Dawn (the former photo editor here at S&R) presented us this bit of loveliness, “a collection of chandelier painting by Chihuly for the installation in Venice.”

Chandeliers

Cyndi Goetcheus loves snooping about the Carolina and Virginia coasts, where she found this shot.

Creeping Across the Crab Pot

Last, and probably least, I reworked a shot I originally took a year and half ago at one of Denver’s architectural landmarks, the Tattered Cover Bookstore on Colfax (formerly the iconic Loew’s Theater).

The Theater of Ideas

The stream of fantastic images never stops. I hope you’ll bookmark 5280LM and stop in to have a look every once in a while.

7 comments

  • Reblogged this on Nickholas Oliver and commented:
    I think this picture like to live….

  • Denny–explain the whole filtering process to me. I’m astounded by what I think the implications are around the mechanics of impressionism.

    • Dr. Denny Wilkins

      O: Essentially, Photoshop and add-ons such as the Nik suite offered by Google have “filters” that provide different effects — much like the pedal board guitarists use to manipulate the signal to provide alterations to sound. You know, getting the “right tone.”

      The filters I have used most are solarization (which takes me back to my darkroom B&W days of the ’60s), bleach bypass, saturation, tonal contrast, and occasionally infrared in the Nik suite. In Photoshop, I use primarily the “oil paint” filter. That’s what you’re looking at as the primary effect in “Graysan’s meadow” above.

      These are not “off/on” filters with only one effect. What makes them so startlingly (to me, at least) effective are the “sliders” in each that allow subtle (and not-so-subtle) manipulations of the principal effect each filter offers.

      For example, solarization is a rather blunt, dramatic effect. But between the sliders for exposure and saturation, plus the color and B&W pull-down menus, it’s possible to achieve an image that doesn’t SEEM to be solarized.

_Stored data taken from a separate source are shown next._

//! # Model Handle
//!
//! WASM-friendly wrapper for a generated model that can be transferred to
//! JavaScript.

use serde::Serialize;
use trail_mesh::{BuildStats, ExportMesh, ModelOutput};
use wasm_bindgen::prelude::*;

use crate::diagnostics::DiagnosticList;

/// A handle to the merged model mesh, one role code per triangle, and the
/// warnings raised while building it.
///
/// # Example (JavaScript)
///
/// ```javascript
/// const model = generate_model(JSON.stringify(request), outlineText);
///
/// const geometry = new THREE.BufferGeometry();
/// geometry.setAttribute('position', new THREE.BufferAttribute(model.vertices(), 3));
/// geometry.setAttribute('normal', new THREE.BufferAttribute(model.normals(), 3));
/// geometry.setIndex(new THREE.BufferAttribute(model.indices(), 1));
///
/// // Colour terrain, path and text differently.
/// const roles = model.roles();  // Uint8Array, one entry per triangle
///
/// if (model.needs_attention) showWarnings(model.warnings());
/// ```
#[wasm_bindgen]
#[derive(Debug)]
pub struct ModelHandle {
    /// Vertex positions as [x, y, z, x, y, z, ...]
    vertices: Vec<f32>,
    /// Triangle indices as [i0, i1, i2, i0, i1, i2, ...]
    indices: Vec<u32>,
    /// Vertex normals as [nx, ny, nz, ...]
    normals: Vec<f32>,
    /// Solid role code per triangle
    roles: Vec<u8>,
    warnings: DiagnosticList,
    warnings_json: String,
    stats: StatsView,
    vertex_count: u32,
    triangle_count: u32,
}

/// JSON-facing copy of the build counters.
#[derive(Debug, Clone, Copy, Default, Serialize)]
#[serde(rename_all = "camelCase")]
struct StatsView {
    grid_samples: usize,
    kept_samples: usize,
    terrain_triangles: usize,
    hull_size: usize,
    track_points: usize,
    interpolated_points: usize,
    fallback_points: usize,
    welded_vertices: usize,
    degenerate_triangles: usize,
}

impl StatsView {
    fn new(build: &BuildStats, merged: &ExportMesh) -> Self {
        Self {
            grid_samples: build.grid_samples,
            kept_samples: build.kept_samples,
            terrain_triangles: build.triangles,
            hull_size: build.hull_size,
            track_points: build.track_points,
            interpolated_points: build.interpolated_points,
            fallback_points: build.fallback_points,
            welded_vertices: merged.stats.welded_vertices,
            degenerate_triangles: merged.stats.degenerate_triangles,
        }
    }
}

#[wasm_bindgen]
impl ModelHandle {
    #[wasm_bindgen(getter)]
    pub fn vertex_count(&self) -> u32 {
        self.vertex_count
    }

    #[wasm_bindgen(getter)]
    pub fn triangle_count(&self) -> u32 {
        self.triangle_count
    }

    /// True when the build raised at least one warning.
    #[wasm_bindgen(getter)]
    pub fn needs_attention(&self) -> bool {
        !self.warnings.is_empty()
    }

    /// Returns the vertex positions as a Float32Array.
    ///
    /// Format: [x, y, z, x, y, z, ...]
    /// Length: vertex_count * 3
    #[wasm_bindgen]
    pub fn vertices(&self) -> js_sys::Float32Array {
        js_sys::Float32Array::from(&self.vertices[..])
    }

    /// Returns the triangle indices as a Uint32Array.
    ///
    /// Length: triangle_count * 3
    #[wasm_bindgen]
    pub fn indices(&self) -> js_sys::Uint32Array {
        js_sys::Uint32Array::from(&self.indices[..])
    }

    /// Returns the vertex normals as a Float32Array.
    #[wasm_bindgen]
    pub fn normals(&self) -> js_sys::Float32Array {
        js_sys::Float32Array::from(&self.normals[..])
    }

    /// Returns one role code per triangle as a Uint8Array.
    #[wasm_bindgen]
    pub fn roles(&self) -> js_sys::Uint8Array {
        js_sys::Uint8Array::from(&self.roles[..])
    }

    #[wasm_bindgen]
    pub fn warnings(&self) -> DiagnosticList {
        self.warnings.clone()
    }

    /// Warnings as a JSON array, e.g. `[{"kind":"textScaledToFit","scale":0.8}]`.
    #[wasm_bindgen]
    pub fn warnings_json(&self) -> String {
        self.warnings_json.clone()
    }

    /// Build counters as a JSON object string.
    #[wasm_bindgen]
    pub fn stats_json(&self) -> String {
        serde_json::to_string(&self.stats).unwrap_or_else(|_| "{}".to_string())
    }

    #[wasm_bindgen]
    pub fn is_empty(&self) -> bool {
        self.vertex_count == 0
    }
}

impl ModelHandle {
    /// Creates a handle from a built model and its merged mesh.
    pub fn new(output: &ModelOutput, merged: ExportMesh) -> Self {
        let mesh = &merged.mesh;
        Self {
            vertex_count: mesh.vertex_count() as u32,
            triangle_count: mesh.triangle_count() as u32,
            vertices: mesh.vertices_f32(),
            indices: mesh.indices_u32(),
            normals: mesh.normals_f32().unwrap_or_default(),
            roles: merged.role_codes(),
            warnings: output.warnings.iter().collect(),
            warnings_json: serde_json::to_string(&output.warnings).unwrap_or_else(|_| "[]".to_string()),
            stats: StatsView::new(&output.stats, &merged),
        }
    }

    /// Rust-side access to the role codes.
    pub fn role_codes(&self) -> &[u8] {
        &self.roles
    }

    /// Rust-side access to the flattened positions.
    pub fn positions(&self) -> &[f32] {
        &self.vertices
    }

    /// Rust-side access to the warning list.
    pub fn diagnostics(&self) -> &DiagnosticList {
        &self.warnings
    }
}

      Again, like any toy, these filters ought to be used with subtlety and imagination. As a digital newbie, I tend to use them as blunt instruments. So that’s my learning curve of late — scalpel, not hatchet.

      • I’ve toyed with the filters a bit but I tell myself I’m too busy to work with them more. I always love your work….and it looks like you are on your way to that ‘Now if I could just paint’ desire. Certainly this process is less expensive, in the long run, than the constant resupply of paints, canvases, etc.
        Look forward to seeing more of what you do with this.

  • thx denny. I have to wonder at the underlying algorithms that change the hard edge of a photograph into the soft line of a brush stroke. the underlying math is fascinating to think about.